Now I'm alive to tell the story, so It really mustn't have been that bad! Before I tell the ugly story, I have to tell the good one from today.
To suggest that no one had maintained the bridge since it was built a hundred years ago and survived a nasty multi-year war, would be stretching the truth...I think.
We started walking across the bridge that spans the Red River along the narrow sidewalk that separates the few crazy pedestrians from the scooter traffic and centre rail line. It's narrow enough for only one person at a time; George led the way, followed by Barry, then Molly and me. It's a good thing I went last because I wouldn't have led us onto this contraption that had my heart palpitating for the 2km span.
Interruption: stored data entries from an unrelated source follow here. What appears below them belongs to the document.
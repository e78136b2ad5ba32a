use std::path::{Path, PathBuf};
use std::sync::Arc;
use std::time::Duration;

use tokio::io::AsyncWriteExt;
use tracing::{error, info, warn};

use crate::app_state::AppState;
use crate::core::client::{build_adapter, CostAdapter};
use crate::core::persistence::export::RawViewFsAdapter;
use crate::domain::aggregate::model::AggregatedView;
use crate::domain::aggregate::service::aggregate;
use crate::domain::report::dto::{ProviderCompleteness, RawViewExport, ReportContextDto};
use crate::domain::report::service::ReportRenderer;
use crate::errors::{output_error, RunError, TemplateError};
use crate::pipeline::collect_task::collect_all;

/// Result of a finished run.
#[derive(Debug)]
pub struct RunOutcome {
    /// One entry per configured provider, in provider order.
    pub completeness: Vec<ProviderCompleteness>,
    pub view: AggregatedView,
    pub document: Vec<u8>,
}

impl RunOutcome {
    pub fn is_degraded(&self) -> bool {
        self.completeness.iter().any(ProviderCompleteness::is_degraded)
    }

    pub fn warnings(&self) -> Vec<String> {
        self.completeness.iter().filter_map(ProviderCompleteness::warning).collect()
    }
}

/// Runs the whole report against the adapters named in the config.
pub async fn run(state: &AppState) -> Result<RunOutcome, RunError> {
    let adapters = state
        .config
        .providers
        .iter()
        .map(|p| build_adapter(p, state))
        .collect();

    run_with_adapters(state, adapters).await
}

pub async fn run_with_adapters(state: &AppState, adapters: Vec<Arc<dyn CostAdapter>>) -> Result<RunOutcome, RunError> {
    let config = &state.config;
    info!(
        providers = adapters.len(),
        window = %state.window,
        template = %config.template,
        "Starting cost report run"
    );

    let batches = collect_all(
        adapters,
        state.window,
        state.retry_policy.clone(),
        Duration::from_secs(config.timeout_secs),
    )
    .await;

    let mut completeness = Vec::with_capacity(batches.len());
    let mut records = Vec::new();
    for batch in batches {
        if let Some(warning) = batch.completeness.warning() {
            warn!(provider = %batch.completeness.provider, "{}", warning);
        }
        completeness.push(batch.completeness);
        records.extend(batch.records);
    }

    if config.strict {
        let degraded: Vec<String> = completeness
            .iter()
            .filter(|c| c.is_degraded())
            .map(|c| c.provider.to_string())
            .collect();
        if !degraded.is_empty() {
            return Err(RunError::StrictMode(degraded.join(", ")));
        }
    }

    let view = aggregate(&records, &state.group_by)?;
    info!(records = records.len(), groups = view.len(), "Aggregated view built");

    let context = ReportContextDto::build(&view, &completeness)?;
    let document = match render(state, &context) {
        Ok(bytes) => bytes,
        Err(e) => {
            error!(template = %config.template, error = %e, "Rendering failed");
            export_after_failure(config.raw_export.as_deref(), config.output.as_deref(), &context);
            return Err(e.into());
        }
    };

    if let Some(path) = &config.raw_export {
        RawViewFsAdapter::write(path, &RawViewExport::from(&context)).map_err(|e| output_error(format!("{:#}", e)))?;
    }
    write_output(config.output.as_deref(), &document).await?;

    Ok(RunOutcome {
        completeness,
        view,
        document,
    })
}

fn render(state: &AppState, context: &ReportContextDto) -> Result<Vec<u8>, TemplateError> {
    let renderer = match &state.config.template_dir {
        Some(dir) => ReportRenderer::with_template_dir(dir)?,
        None => ReportRenderer::new()?,
    };
    renderer.render_context(context, &state.config.template)
}

/// Keeps the aggregated numbers when the document could not be produced.
fn export_after_failure(raw_export: Option<&Path>, output: Option<&Path>, context: &ReportContextDto) {
    let path: Option<PathBuf> = raw_export
        .map(Path::to_path_buf)
        .or_else(|| output.map(RawViewFsAdapter::default_path));

    let Some(path) = path else {
        warn!("No output path configured; aggregated view not exported");
        return;
    };

    match RawViewFsAdapter::write(&path, &RawViewExport::from(context)) {
        Ok(()) => info!(path = %path.display(), "Aggregated view exported"),
        Err(e) => error!(path = %path.display(), error = %e, "Failed to export aggregated view"),
    }
}

async fn write_output(output: Option<&Path>, document: &[u8]) -> Result<(), RunError> {
    match output {
        Some(path) => {
            if let Some(parent) = path.parent().filter(|p| !p.as_os_str().is_empty()) {
                tokio::fs::create_dir_all(parent).await.map_err(output_error)?;
            }
            tokio::fs::write(path, document).await.map_err(output_error)?;
            info!(path = %path.display(), bytes = document.len(), "Report written");
        }
        None => {
            let mut stdout = tokio::io::stdout();
            stdout.write_all(document).await.map_err(output_error)?;
            stdout.flush().await.map_err(output_error)?;
        }
    }
    Ok(())
}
It's funny how your brain sends signals to not do something, while the same brain ignores the alerts and fear and puts one foot in front of the other. Remember the old dunk tanks at the carnivals where you willingly sit on a stool you know will collapse when someone throws a ball successfully at the target? You know you'll fall. You know you'll get wet. You're just waiting to plunge. Well, walking across the bridge today felt like that...every...step...of....the...way. Each step on too-thin, too-narrow slabs of concrete reminded me of stepping onto the collapsable dunk tank seat. One step might just crack the concrete in half and you plummet through the bridge straight into the murky river far below.
I tried not to look down as I could see straight through the rain slats to the river, but the slabs were uneven and tripping was not an option as the traffic was so close you could feel the breeze of the scooters on your arms. So this was my view.
Needless to say we made it across this horrible bridge intact and I was actually much more at peace walking amongst the crazy scooter traffic on solid ground.
Eiffel should have stuck to designing towers.
This is a bit of what we saw.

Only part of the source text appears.